7月1日、NTTドコモ・フィナンシャルグループ(ドコモFG)が設立された。NTTドコモ傘下の金融系事業会社をまとめあげる持株会社だ。
一見すると通信とは関わりが薄そうな金融サービスだが、通信事業の成熟にあわせ、携帯各社は金融方面へ積極的に進出してきた。おサイフケータイの導入や、ポイント経済圏の構築、クレジットカードの発行など、2026年の今、携帯電話会社にとって欠かせないサービスとなった。たとえばKDDIが「じぶん銀行」(現auじぶん銀行)を設立して、サービスを開始したのは2008年と18年も前だ。

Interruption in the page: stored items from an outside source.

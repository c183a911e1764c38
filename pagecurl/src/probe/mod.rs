//! Speculative neighbor probes.
//!
//! A probe moves the renderer one position in a direction, waits for it to
//! settle, captures the visual output, and steps back. The caller sees the
//! neighbor image; the renderer ends where it started.
//!
//! # Round Trip
//!
//! ```text
//!   lock ──► step(dir) ──► settle ──► capture ──► step(opposite) ──► unlock
//!              │              ╰──── cancellable ────╯      ▲
//!              │ no move                                   │
//!              ╰──► unlock (nothing to undo)     always runs once stepped
//! ```
//!
//! The renderer lock is held for the whole round trip, so a commit that
//! cancels a probe never observes it mid-flight.
//!
//! The compensating step lives in [`CompensationGuard`]. On the normal path
//! the probe awaits it explicitly. If the probe future is dropped before that
//! point, the guard's `Drop` spawns the compensation onto the current runtime,
//! and the spawned task keeps holding the renderer lock until the renderer is
//! back in place.

use std::sync::atomic::{AtomicU64, Ordering};
use std::sync::Arc;
use std::time::Duration;

use tokio::sync::{Mutex, OwnedMutexGuard};
use tokio_util::sync::CancellationToken;

use crate::capture::{CaptureError, CapturePolicy, CaptureService};
use crate::direction::Direction;
use crate::renderer::DocumentRenderer;
use crate::snapshot::{RefreshToken, Snapshot};

/// Lock serializing every operation that touches the renderer.
pub type RendererLock = Arc<Mutex<()>>;

/// Result of one probe.
#[derive(Debug, Clone)]
pub struct ProbeOutcome {
    /// Captured neighbor image, if the capture succeeded.
    pub image: Option<Snapshot>,
    /// Whether the renderer moved in the probed direction.
    pub did_move: bool,
    /// Whether the probe was cut short by cancellation.
    pub cancelled: bool,
}

impl ProbeOutcome {
    fn cancelled_before_step() -> Self {
        Self {
            image: None,
            did_move: false,
            cancelled: true,
        }
    }
}

/// Performs speculative round trips on the renderer.
pub struct Prober {
    renderer: Arc<dyn DocumentRenderer>,
    capture: CaptureService,
    renderer_lock: RendererLock,
    settle_delay: Duration,
    policy: CapturePolicy,
    compensation_failures: Arc<AtomicU64>,
}

impl std::fmt::Debug for Prober {
    fn fmt(&self, f: &mut std::fmt::Formatter<'_>) -> std::fmt::Result {
        f.debug_struct("Prober")
            .field("settle_delay", &self.settle_delay)
            .field("policy", &self.policy)
            .field("compensation_failures", &self.compensation_failures())
            .finish_non_exhaustive()
    }
}

impl Prober {
    /// Create a prober sharing `renderer_lock` with the other renderer users.
    pub fn new(
        renderer: Arc<dyn DocumentRenderer>,
        renderer_lock: RendererLock,
        settle_delay: Duration,
        policy: CapturePolicy,
    ) -> Self {
        Self {
            capture: CaptureService::new(Arc::clone(&renderer)),
            renderer,
            renderer_lock,
            settle_delay,
            policy,
            compensation_failures: Arc::new(AtomicU64::new(0)),
        }
    }

    /// Number of compensating steps that failed to move the renderer.
    pub fn compensation_failures(&self) -> u64 {
        self.compensation_failures.load(Ordering::Relaxed)
    }

    /// Probe the neighbor in `direction`.
    ///
    /// Cancellation is honored while waiting for the renderer lock, during
    /// the settle delay, and during capture. Once the renderer has moved, the
    /// compensating step runs regardless.
    pub async fn probe(
        &self,
        direction: Direction,
        token: RefreshToken,
        cancel: &CancellationToken,
    ) -> ProbeOutcome {
        let permit = tokio::select! {
            biased;

            _ = cancel.cancelled() => return ProbeOutcome::cancelled_before_step(),
            permit = Arc::clone(&self.renderer_lock).lock_owned() => permit,
        };

        if cancel.is_cancelled() {
            return ProbeOutcome::cancelled_before_step();
        }

        let suppression = ProgressSuppression::new(Arc::clone(&self.renderer));

        tracing::debug!(direction = %direction, token = %token, "Probe stepping");
        if !self.renderer.step(direction).await {
            tracing::debug!(direction = %direction, "Probe found renderer at boundary");
            return ProbeOutcome {
                image: None,
                did_move: false,
                cancelled: false,
            };
        }

        let guard = CompensationGuard::arm(
            permit,
            Arc::clone(&self.renderer),
            direction,
            suppression,
            Arc::clone(&self.compensation_failures),
        );

        let image = self.settle_and_capture(direction, token, cancel).await;
        let cancelled = cancel.is_cancelled();

        guard.compensate().await;

        ProbeOutcome {
            image,
            did_move: true,
            cancelled,
        }
    }

    async fn settle_and_capture(
        &self,
        direction: Direction,
        token: RefreshToken,
        cancel: &CancellationToken,
    ) -> Option<Snapshot> {
        tokio::select! {
            biased;

            _ = cancel.cancelled() => return None,
            _ = tokio::time::sleep(self.settle_delay) => {}
        }

        match self.capture.capture(token, &self.policy, cancel).await {
            Ok(snapshot) => Some(snapshot),
            Err(CaptureError::Cancelled) => None,
            Err(e) => {
                tracing::debug!(direction = %direction, error = %e, "Probe capture unavailable");
                None
            }
        }
    }
}

// ─────────────────────────────────────────────────────────────────────────────
// Guards
// ─────────────────────────────────────────────────────────────────────────────

/// Disables renderer progress reporting until dropped.
struct ProgressSuppression {
    renderer: Arc<dyn DocumentRenderer>,
}

impl ProgressSuppression {
    fn new(renderer: Arc<dyn DocumentRenderer>) -> Self {
        renderer.set_progress_reporting(false);
        Self { renderer }
    }
}

impl Drop for ProgressSuppression {
    fn drop(&mut self) {
        self.renderer.set_progress_reporting(true);
    }
}

/// Owns the undo of a speculative step.
///
/// Holds the renderer lock and the progress suppression; both are released
/// only after the compensating step has finished.
struct CompensationGuard {
    renderer: Arc<dyn DocumentRenderer>,
    stepped: Direction,
    failures: Arc<AtomicU64>,
    suppression: Option<ProgressSuppression>,
    permit: Option<OwnedMutexGuard<()>>,
    armed: bool,
}

impl CompensationGuard {
    fn arm(
        permit: OwnedMutexGuard<()>,
        renderer: Arc<dyn DocumentRenderer>,
        stepped: Direction,
        suppression: ProgressSuppression,
        failures: Arc<AtomicU64>,
    ) -> Self {
        Self {
            renderer,
            stepped,
            failures,
            suppression: Some(suppression),
            permit: Some(permit),
            armed: true,
        }
    }

    /// Run the compensating step, then release the lock.
    ///
    /// The guard stays armed until the step back returns, so dropping this
    /// future mid-step still hands the undo to `Drop`.
    async fn compensate(mut self) {
        step_back(self.renderer.as_ref(), self.stepped, &self.failures).await;
        self.armed = false;
    }
}

impl Drop for CompensationGuard {
    fn drop(&mut self) {
        let suppression = self.suppression.take();
        let permit = self.permit.take();

        if !self.armed {
            drop(suppression);
            drop(permit);
            return;
        }

        let renderer = Arc::clone(&self.renderer);
        let failures = Arc::clone(&self.failures);
        let stepped = self.stepped;

        match tokio::runtime::Handle::try_current() {
            Ok(handle) => {
                tracing::debug!(direction = %stepped, "Probe dropped mid-flight, compensating in background");
                handle.spawn(async move {
                    step_back(renderer.as_ref(), stepped, &failures).await;
                    drop(suppression);
                    drop(permit);
                });
            }
            Err(_) => {
                failures.fetch_add(1, Ordering::Relaxed);
                tracing::error!(
                    direction = %stepped,
                    "Probe dropped outside a runtime; compensating step skipped"
                );
            }
        }
    }
}

async fn step_back(renderer: &dyn DocumentRenderer, stepped: Direction, failures: &AtomicU64) {
    if !renderer.step(stepped.opposite()).await {
        failures.fetch_add(1, Ordering::Relaxed);
        tracing::error!(
            direction = %stepped,
            "Compensating step did not move; renderer position no longer matches the pager"
        );
    }
}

そんな中、NTTドコモが住信SBIネット銀行(8月からドコモSMTBネット銀行)へ出資し、子会社化したのは2025年12月。他社から大きく遅れを取る格好となったが、ドコモにとって、金融サービスは”銀行以外は取り揃えてきた”とも言える状況だった。マネックス証券やドコモ・ファイナンスとともに、いよいよ本格的な金融経済圏の構築に向けた体制が整った格好だ。
満を持して始動するドコモFGは、今後どのような金融・決済体験を目指していくのか。トップに就任した廣井孝史社長に、「d払い」を軸としたサービス統合や今秋導入を目指す「金融AI」、通信回線との連携構想まで、そのビジョンと手応えを聞いた。
――今回、NTTドコモ・フィナンシャルグループをリードすることになったわけですが、NTTドコモの副社長、NTT(持株)の副社長を経ての就任です。とはいえ、これまでのキャリアは金融関連と言いますか、企業における資本・財務関連に携わられてきたとか。